Pendant la Seconde Guerre mondiale, la Wehrmacht allemande a assassiné d’innombrables personnes en Ukraine. Que pensent vos compatriotes du fait que vous établissiez votre première représentation à l’étranger précisément à Berlin ?

L’Allemagne revisite son passé – contrairement à la Russie, où pratiquement rien ne commémore les victimes du stalinisme. Aujourd’hui, l’Allemagne n’est pas un ennemi, mais un partenaire clé. Cela concerne notre aspiration à l’intégration dans l’Union européenne, mais aussi le soutien militaire et la reconstruction future. Rien ne se passe dans l’UE sans l’Allemagne. Cela dit, contrairement à la Pologne et aux pays baltes, il convient, ici, d’expliquer aux gens ce qu’est l’Ukraine : l’Ukraine est perçue par de nombreux Allemands comme faisant partie de la Russie. Il faut de même leur réexpliquer ce qu’est la Russie pour qu’ils voient ce qu’elle est : un État impérial qui mène de nombreuses guerres, et pas seulement contre l’Ukraine. À propos, l’Institut ukrainien a un jour publié une étude sur l’histoire ukrainienne du 20e siècle dans les manuels d’histoire allemands. Conclusion : elle ne figure quasiment nulle part.

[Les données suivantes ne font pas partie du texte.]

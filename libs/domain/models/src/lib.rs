// [libs/domain/models/src/lib.rs]
//! Shared domain types for the QuotaForge quota-accounting engine:
//! tiers, entitlements, periods, usage rows and the idempotency ledger.

pub mod entitlement;
pub mod error;
pub mod period;
pub mod rate_limit;
pub mod records;
pub mod tier;
pub mod usage;

pub use entitlement::Entitlement;
pub use error::{QuotaError, QuotaResult};
pub use period::{forever_sentinel, Period};
pub use rate_limit::{
    RateLimitAlgorithm, RateLimitDecision, SlidingWindowConfig, SlidingWindowState,
    TokenBucketConfig, TokenBucketState,
};
pub use records::{ConsumptionRecord, RefundRecord};
pub use tier::{PeriodKind, ResourceLimitMap, Tier};
pub use usage::UsageRecord;
// [libs/core/manager/src/warning.rs]
//! Threshold-crossing notification: fires the configured callback the
//! first time a consumption pushes `used/limit` at or past a configured
//! fraction. Crossing is edge-triggered — the caller passes the
//! pre-consumption `used` so we only fire on the transition, not on
//! every call while already above a threshold. Thresholds fire in
//! ascending order regardless of how the tier declared them.

use quotaforge_domain_models::QuotaError;
use tracing::debug;

use crate::config::{ManagerConfig, WarningEvent};

pub fn evaluate_and_fire(
    config: &ManagerConfig,
    tier_name: &str,
    resource: &str,
    used_before: u64,
    used_after: u64,
    limit: u64,
) {
    if limit == 0 {
        return;
    }
    let Some(callback) = config.warning_callback() else {
        return;
    };
    let mut thresholds = config.thresholds_for(tier_name, resource);
    if thresholds.is_empty() {
        return;
    }
    thresholds.sort_by(|a, b| a.total_cmp(b));

    let before_fraction = used_before as f64 / limit as f64;
    let after_fraction = used_after as f64 / limit as f64;

    for threshold in thresholds {
        if before_fraction < threshold && after_fraction >= threshold {
            debug!(resource, threshold, used = used_after, limit, "crossing a warning threshold");
            callback(WarningEvent {
                threshold,
                used: used_after,
                limit,
            });
        }
    }
}

pub fn validate_thresholds(thresholds: &[f64]) -> Result<(), QuotaError> {
    for t in thresholds {
        if !(*t > 0.0 && *t <= 1.0) {
            return Err(QuotaError::Configuration(format!(
                "warning threshold {t} must be in (0, 1]"
            )));
        }
    }
    Ok(())
}
// [libs/domain/models/src/rate_limit.rs]
//! State shapes for the two rate-limiting algorithms.

use chrono::{DateTime, Utc};
use serde::{Deserialize, Serialize};
use typeshare::typeshare;

#[typeshare]
#[derive(Debug, Clone, Copy, Serialize, Deserialize, PartialEq, Eq)]
#[serde(rename_all = "snake_case")]
pub enum RateLimitAlgorithm {
    TokenBucket,
    SlidingWindow,
}

/// Token-bucket configuration supplied by the caller on each `Allow` call.
#[typeshare]
#[derive(Debug, Clone, Copy, Serialize, Deserialize)]
pub struct TokenBucketConfig {
    /// Tokens refilled per `window`.
    pub rate: u64,
    pub window_seconds: u64,
    /// Maximum tokens the bucket can hold.
    pub burst: u64,
}

/// Sliding-window configuration supplied by the caller on each `Allow` call.
#[typeshare]
#[derive(Debug, Clone, Copy, Serialize, Deserialize)]
pub struct SlidingWindowConfig {
    pub rate: u64,
    pub window_seconds: u64,
}

/// Keyed by `(user_id, resource, algorithm)`. Not persisted beyond the
/// process unless the backend elects to.
#[typeshare]
#[derive(Debug, Clone, Serialize, Deserialize, PartialEq)]
pub struct TokenBucketState {
    pub tokens_remaining: f64,
    pub last_refill: DateTime<Utc>,
}

#[typeshare]
#[derive(Debug, Clone, Serialize, Deserialize, PartialEq)]
pub struct SlidingWindowState {
    /// Request timestamps within the current window, oldest first.
    pub timestamps: Vec<DateTime<Utc>>,
}

/// Result of an `Allow` call.
#[typeshare]
#[derive(Debug, Clone, Copy, Serialize, Deserialize, PartialEq)]
pub struct RateLimitDecision {
    pub allowed: bool,
    pub remaining: u64,
    pub reset_at: DateTime<Utc>,
}
// [libs/domain/models/src/records.rs]
//! Idempotency ledger rows: one namespace for consumes, one for refunds.

use chrono::{DateTime, Utc};
use serde::{Deserialize, Serialize};
use typeshare::typeshare;

use crate::tier::PeriodKind;

/// Keyed by `(user_id, idempotency_key)`. Written inside the same
/// transaction as the usage mutation it guards; read on every
/// keyed consume to short-circuit duplicates.
#[typeshare]
#[derive(Debug, Clone, Serialize, Deserialize, PartialEq)]
pub struct ConsumptionRecord {
    pub user_id: String,
    pub idempotency_key: String,
    pub resource: String,
    pub amount: u64,
    pub period_start: DateTime<Utc>,
    pub period_end: DateTime<Utc>,
    pub period_kind: PeriodKind,
    pub new_used: u64,
    pub timestamp: DateTime<Utc>,
    pub expires_at: DateTime<Utc>,
    pub metadata: Option<serde_json::Value>,
}

impl ConsumptionRecord {
    pub fn is_expired(&self, now: DateTime<Utc>) -> bool {
        now >= self.expires_at
    }
}

/// Same shape as `ConsumptionRecord`, in a separate namespace, so the
/// same key string may identify both a consume and a refund for one
/// user without colliding.
#[typeshare]
#[derive(Debug, Clone, Serialize, Deserialize, PartialEq)]
pub struct RefundRecord {
    pub user_id: String,
    pub idempotency_key: String,
    pub resource: String,
    pub amount: u64,
    pub period_start: DateTime<Utc>,
    pub period_end: DateTime<Utc>,
    pub period_kind: PeriodKind,
    pub new_used: u64,
    pub timestamp: DateTime<Utc>,
    pub expires_at: DateTime<Utc>,
    pub reason: Option<String>,
    pub metadata: Option<serde_json::Value>,
}

impl RefundRecord {
    pub fn is_expired(&self, now: DateTime<Utc>) -> bool {
        now >= self.expires_at
    }
}
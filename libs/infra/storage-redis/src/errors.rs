// [libs/infra/storage-redis/src/errors.rs]
//! Error catalog for the Redis-backed adapter. Every variant converts
//! into `QuotaError::StorageFailure` at the trait boundary, except the
//! idempotency-collision sentinel a Lua script signals explicitly.

use thiserror::Error;

#[derive(Error, Debug)]
pub enum RedisStoreError {
    #[error("redis connection error: {0}")]
    Connection(#[from] redis::RedisError),

    #[error("redis response could not be mapped to a domain value: {0}")]
    Mapping(String),

    #[error("idempotency key already used for this operation")]
    IdempotencyExists,
}

impl From<RedisStoreError> for quotaforge_domain_models::QuotaError {
    fn from(err: RedisStoreError) -> Self {
        match err {
            RedisStoreError::IdempotencyExists => quotaforge_domain_models::QuotaError::IdempotencyExists,
            other => quotaforge_domain_models::QuotaError::storage(other),
        }
    }
}
// [libs/core/manager/src/rate_limiter.rs]
//! Request-rate shielding, distinct from quota counters.
//!
//! Both algorithms are lazy: there is no background refill thread, each
//! `Allow` call advances the bucket/window by however much wall-clock
//! time has elapsed since it was last touched.

use std::sync::Arc;

use chrono::{DateTime, Utc};
use quotaforge_domain_models::{QuotaResult, RateLimitAlgorithm, RateLimitDecision};
use tracing::{instrument, warn};

use crate::storage::{QuotaStorage, RateLimitRequest};

pub struct RateLimiter<S: QuotaStorage> {
    storage: Arc<S>,
}

impl<S: QuotaStorage> RateLimiter<S> {
    pub fn new(storage: Arc<S>) -> Self {
        Self { storage }
    }

    /// A storage error on the rate-limit path fails *open* — the caller
    /// gets a synthetic full-budget decision rather than a denial. This
    /// is the one place in QuotaForge that trades correctness for
    /// availability; the quota manager itself never does this.
    #[instrument(skip(self, request), fields(user_id = request.user_id, resource = request.resource))]
    pub async fn allow(&self, request: RateLimitRequest<'_>) -> RateLimitDecision {
        match self.storage.check_rate_limit(request).await {
            Ok(decision) => decision,
            Err(err) => {
                warn!(error = %err, "rate limit storage call failed, failing open");
                fail_open(request.now)
            }
        }
    }
}

fn fail_open(now: DateTime<Utc>) -> RateLimitDecision {
    RateLimitDecision {
        allowed: true,
        remaining: u64::MAX,
        reset_at: now,
    }
}

/// Pure token-bucket step, used directly by backends implementing
/// `check_rate_limit` so the algorithm itself is grounded in one place
/// and unit-testable without a storage round-trip.
pub fn token_bucket_step(
    tokens_before: f64,
    capacity: u64,
    rate_per_window: u64,
    window_seconds: u64,
    elapsed_seconds: f64,
) -> (f64, bool) {
    let refill = rate_per_window as f64 * elapsed_seconds / window_seconds.max(1) as f64;
    let tokens_after_refill = (tokens_before + refill).min(capacity as f64);

    if tokens_after_refill >= 1.0 {
        (tokens_after_refill - 1.0, true)
    } else {
        (tokens_after_refill, false)
    }
}

/// Pure sliding-window step: record-then-prune. The
/// caller is responsible for doing this atomically inside storage.
pub fn sliding_window_step(
    mut timestamps: Vec<DateTime<Utc>>,
    rate: u64,
    window_seconds: i64,
    now: DateTime<Utc>,
) -> (Vec<DateTime<Utc>>, bool) {
    let window_start = now - chrono::Duration::seconds(window_seconds);
    let recent_count = timestamps.iter().filter(|ts| **ts > window_start).count();

    let allowed = (recent_count as u64) < rate;
    if allowed {
        timestamps.push(now);
    }
    timestamps.retain(|ts| *ts > window_start);

    (timestamps, allowed)
}

pub fn algorithm_requires(algorithm: RateLimitAlgorithm) -> &'static str {
    match algorithm {
        RateLimitAlgorithm::TokenBucket => "token_bucket",
        RateLimitAlgorithm::SlidingWindow => "sliding_window",
    }
}

pub type AllowResult = QuotaResult<RateLimitDecision>;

En Allemagne, en revanche, nombreux sont les monuments qui commémorent la victoire de l’Union soviétique sur l’Allemagne nazie pendant la Seconde Guerre mondiale. Comment percevez-vous cela ?

Beaucoup de choses dans le cadre de ces monuments me semblent simplistes, voire historiquement fausses. On y parle du début de la guerre, le 22 juin 1941, lorsque Hitler avait envahi l’Union soviétique. Or, la Seconde Guerre mondiale avait déjà commencé en 1939 avec l’invasion allemande de la Pologne, qui a été occupée peu après par l’Union soviétique à l’est. Jusqu’en 1941, Staline était un allié d’Hitler. Je suis consciente du fait que l’Allemagne est soumise à des traités qui l’obligent à préserver ces monuments. Mais aujourd’hui, la pédagogie des musées dispose de moyens permettant de commenter de telles données et de clarifier également le rôle des Ukrainiens et d’autres peuples d’Europe de l’Est qui ont souffert du régime stalinien.

Y a-t-il déjà des projets pour une prochaine représentation de l’Institut ukrainien à l’étranger ?

Oui. Cette année encore, une antenne devrait être établie à Paris. Mais c’est un grand défi. L’Institut ukrainien de Kiev est cofinancé par notre ministère des Affaires étrangères. Mais à l’heure où l’argent ukrainien est avant tout consacré à la survie et à la protection des biens culturels dans le pays, il nous faut trouver des alliés et des soutiens pour nos projets à l’étranger.